In 2006, the dome was fully restored and elevated 168-feet above Market and Mission streets as part of the building’s revival as Westfield San Francisco Centre. The 102-foot diameter, three-story structure weighs 500,000 pounds and features more than 800 crown and lunette windows and 900 lights. The space once again commands attention as the home of the Centre’s Restaurant Collection Under the Dome.
- The dome’s interior surface area of 11,781 square feet makes it nearly three times the size of a standard IMAX screen (3,801 square feet) and nearly 1,000 feet larger than the largest IMAX screen available, providing for an unforgettable experience..
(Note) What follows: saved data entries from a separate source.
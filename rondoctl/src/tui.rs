//! Interactive crossterm demo for the carousel engine.
//!
//! Arrow keys step the carousel, mouse drags map to pointer gestures,
//! hovering the strip pauses autoplay, and terminal resizes re-derive the
//! visible slot count. All terminal hooks (raw mode, alternate screen,
//! mouse capture) are released on every exit path.

use std::collections::VecDeque;
use std::io::{self, Stdout};
use std::time::{Duration, Instant};

use anyhow::Result;
use crossterm::{
    event::{
        self, DisableMouseCapture, EnableMouseCapture, Event, KeyCode,
        KeyEventKind, MouseEvent, MouseEventKind,
    },
    execute,
    terminal::{
        EnterAlternateScreen, LeaveAlternateScreen, disable_raw_mode,
        enable_raw_mode,
    },
};
use ratatui::{
    Frame, Terminal,
    backend::CrosstermBackend,
    layout::{Alignment, Constraint, Direction, Layout, Rect},
    style::{Color, Modifier, Style},
    widgets::{Block, Borders, List, ListItem, Paragraph, Wrap},
};
use rondo_core::{
    CarouselEngine, CarouselMessage, constants::timing::TICK_MS,
    handle_message,
};
use rondo_model::{Breakpoints, CarouselConfig};

/// Column tiers standing in for the web-pixel breakpoints: a terminal
/// 120 columns wide shows three cards, 80 shows two.
const TWO_UP_MIN_COLS: f32 = 80.0;
const THREE_UP_MIN_COLS: f32 = 120.0;

const EVENT_LOG_CAP: usize = 8;

#[derive(Debug)]
pub struct Options {
    pub titles: Vec<String>,
    pub config: CarouselConfig,
    /// Keep file-provided breakpoints instead of the column remap.
    pub breakpoints_overridden: bool,
}

pub fn run(opts: Options) -> Result<()> {
    let mut terminal = setup_terminal()?;
    let result = event_loop(&mut terminal, opts);
    // Detach hooks even when the loop errored.
    restore_terminal(&mut terminal)?;
    result
}

fn setup_terminal() -> Result<Terminal<CrosstermBackend<Stdout>>> {
    enable_raw_mode()?;
    let mut stdout = io::stdout();
    execute!(stdout, EnterAlternateScreen, EnableMouseCapture)?;
    Ok(Terminal::new(CrosstermBackend::new(stdout))?)
}

fn restore_terminal(
    terminal: &mut Terminal<CrosstermBackend<Stdout>>,
) -> Result<()> {
    disable_raw_mode()?;
    execute!(
        terminal.backend_mut(),
        LeaveAlternateScreen,
        DisableMouseCapture
    )?;
    terminal.show_cursor()?;
    Ok(())
}

fn event_loop(
    terminal: &mut Terminal<CrosstermBackend<Stdout>>,
    opts: Options,
) -> Result<()> {
    let mut config = opts.config;
    if !opts.breakpoints_overridden {
        config.breakpoints =
            Breakpoints::new(TWO_UP_MIN_COLS, THREE_UP_MIN_COLS);
    }

    let size = terminal.size()?;
    let mut engine = CarouselEngine::new(
        config,
        opts.titles.len(),
        size.width as f32,
        Instant::now(),
    )?;

    let mut log: VecDeque<String> = VecDeque::new();
    let mut hovering = false;

    loop {
        terminal.draw(|frame| draw(frame, &engine, &opts.titles, &log))?;

        let mut messages: Vec<CarouselMessage> = Vec::new();
        if event::poll(Duration::from_millis(TICK_MS))? {
            match event::read()? {
                Event::Key(key) if key.kind == KeyEventKind::Press => {
                    match key.code {
                        KeyCode::Char('q') | KeyCode::Esc => return Ok(()),
                        KeyCode::Left => messages.push(CarouselMessage::Prev),
                        KeyCode::Right => messages.push(CarouselMessage::Next),
                        _ => {}
                    }
                }
                Event::Mouse(mouse) => {
                    let strip = strip_area(terminal.size()?);
                    handle_mouse(mouse, strip, &mut hovering, &mut messages);
                }
                Event::Resize(width, _) => messages
                    .push(CarouselMessage::ViewportResized(width as f32)),
                _ => {}
            }
        }
        messages.push(CarouselMessage::Tick);

        for msg in messages {
            for event in handle_message(&mut engine, msg, Instant::now()) {
                if log.len() == EVENT_LOG_CAP {
                    log.pop_front();
                }
                log.push_back(format!("{event:?}"));
            }
        }
    }
}

fn handle_mouse(
    mouse: MouseEvent,
    strip: Rect,
    hovering: &mut bool,
    messages: &mut Vec<CarouselMessage>,
) {
    let over_strip = mouse.row >= strip.y && mouse.row < strip.y + strip.height;
    match mouse.kind {
        MouseEventKind::Down(_) if over_strip => {
            messages.push(CarouselMessage::GestureStarted {
                kind: rondo_model::GestureKind::Pointer,
                x: f32::from(mouse.column),
            });
        }
        MouseEventKind::Drag(_) => {
            messages.push(CarouselMessage::GestureMoved {
                x: f32::from(mouse.column),
            });
        }
        MouseEventKind::Up(_) => {
            messages.push(CarouselMessage::GestureEnded);
        }
        MouseEventKind::Moved => {
            if over_strip && !*hovering {
                *hovering = true;
                messages.push(CarouselMessage::PointerEntered);
            } else if !over_strip && *hovering {
                *hovering = false;
                messages.push(CarouselMessage::PointerExited);
            }
        }
        _ => {}
    }
}

fn layout(area: Rect) -> [Rect; 3] {
    let chunks = Layout::default()
        .direction(Direction::Vertical)
        .constraints([
            Constraint::Min(7),
            Constraint::Length(3),
            Constraint::Length(EVENT_LOG_CAP as u16 + 2),
        ])
        .split(area);
    [chunks[0], chunks[1], chunks[2]]
}

fn strip_area(area: Rect) -> Rect {
    layout(area)[0]
}

fn draw(
    frame: &mut Frame,
    engine: &CarouselEngine,
    titles: &[String],
    log: &VecDeque<String>,
) {
    let [strip, status, events] = layout(frame.size());

    draw_strip(frame, strip, engine, titles);
    draw_status(frame, status, engine);
    draw_events(frame, events, log);
}

fn draw_strip(
    frame: &mut Frame,
    area: Rect,
    engine: &CarouselEngine,
    titles: &[String],
) {
    let window = engine.visible_window();
    if window.is_empty() {
        let empty = Paragraph::new("no items")
            .alignment(Alignment::Center)
            .block(Block::default().borders(Borders::ALL).title("rondo"));
        frame.render_widget(empty, area);
        return;
    }

    let constraints: Vec<Constraint> = window
        .iter()
        .map(|_| Constraint::Ratio(1, window.len() as u32))
        .collect();
    let cells = Layout::default()
        .direction(Direction::Horizontal)
        .constraints(constraints)
        .split(area);

    for (cell, &item) in cells.iter().zip(window) {
        let title = titles.get(item).map(String::as_str).unwrap_or("?");
        let card = Paragraph::new(title)
            .alignment(Alignment::Center)
            .wrap(Wrap { trim: true })
            .block(
                Block::default()
                    .borders(Borders::ALL)
                    .title(format!(" {} ", item + 1))
                    .border_style(Style::default().fg(Color::Cyan)),
            );
        frame.render_widget(card, *cell);
    }
}

fn draw_status(frame: &mut Frame, area: Rect, engine: &CarouselEngine) {
    let autoplay = if engine.autoplay_armed() {
        "on"
    } else if engine.is_paused() {
        "paused"
    } else {
        "off"
    };
    let arrows = if engine.arrows_visible() {
        "\u{2190} \u{2192} navigate \u{00b7} "
    } else {
        ""
    };
    let status = Paragraph::new(format!(
        "index {}  offset {:.1}%  per_view {}  autoplay {}   {}drag to swipe \u{00b7} q quits",
        engine.track_index(),
        engine.render_offset_percent(),
        engine.per_view(),
        autoplay,
        arrows,
    ))
    .style(Style::default().add_modifier(Modifier::DIM))
    .block(Block::default().borders(Borders::ALL).title(" status "));
    frame.render_widget(status, area);
}

fn draw_events(frame: &mut Frame, area: Rect, log: &VecDeque<String>) {
    let items: Vec<ListItem> =
        log.iter().map(|line| ListItem::new(line.as_str())).collect();
    let list = List::new(items)
        .block(Block::default().borders(Borders::ALL).title(" events "));
    frame.render_widget(list, area);
}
- Nutcracker Under the Dome uses the latest techniques in projection mapping technology matching the architecture of a location to transform almost any surface into a dynamic video display. Customized hardware and software are combined to wrap, morph, and mask projected images to fit pixel-perfectly onto irregularly shaped canvases.
- Obscura Digital wrote the show’s upbeat and whimsical musical score, which concludes with a re-orchestration of Strauss' famous Tritsch Tratsch Polka.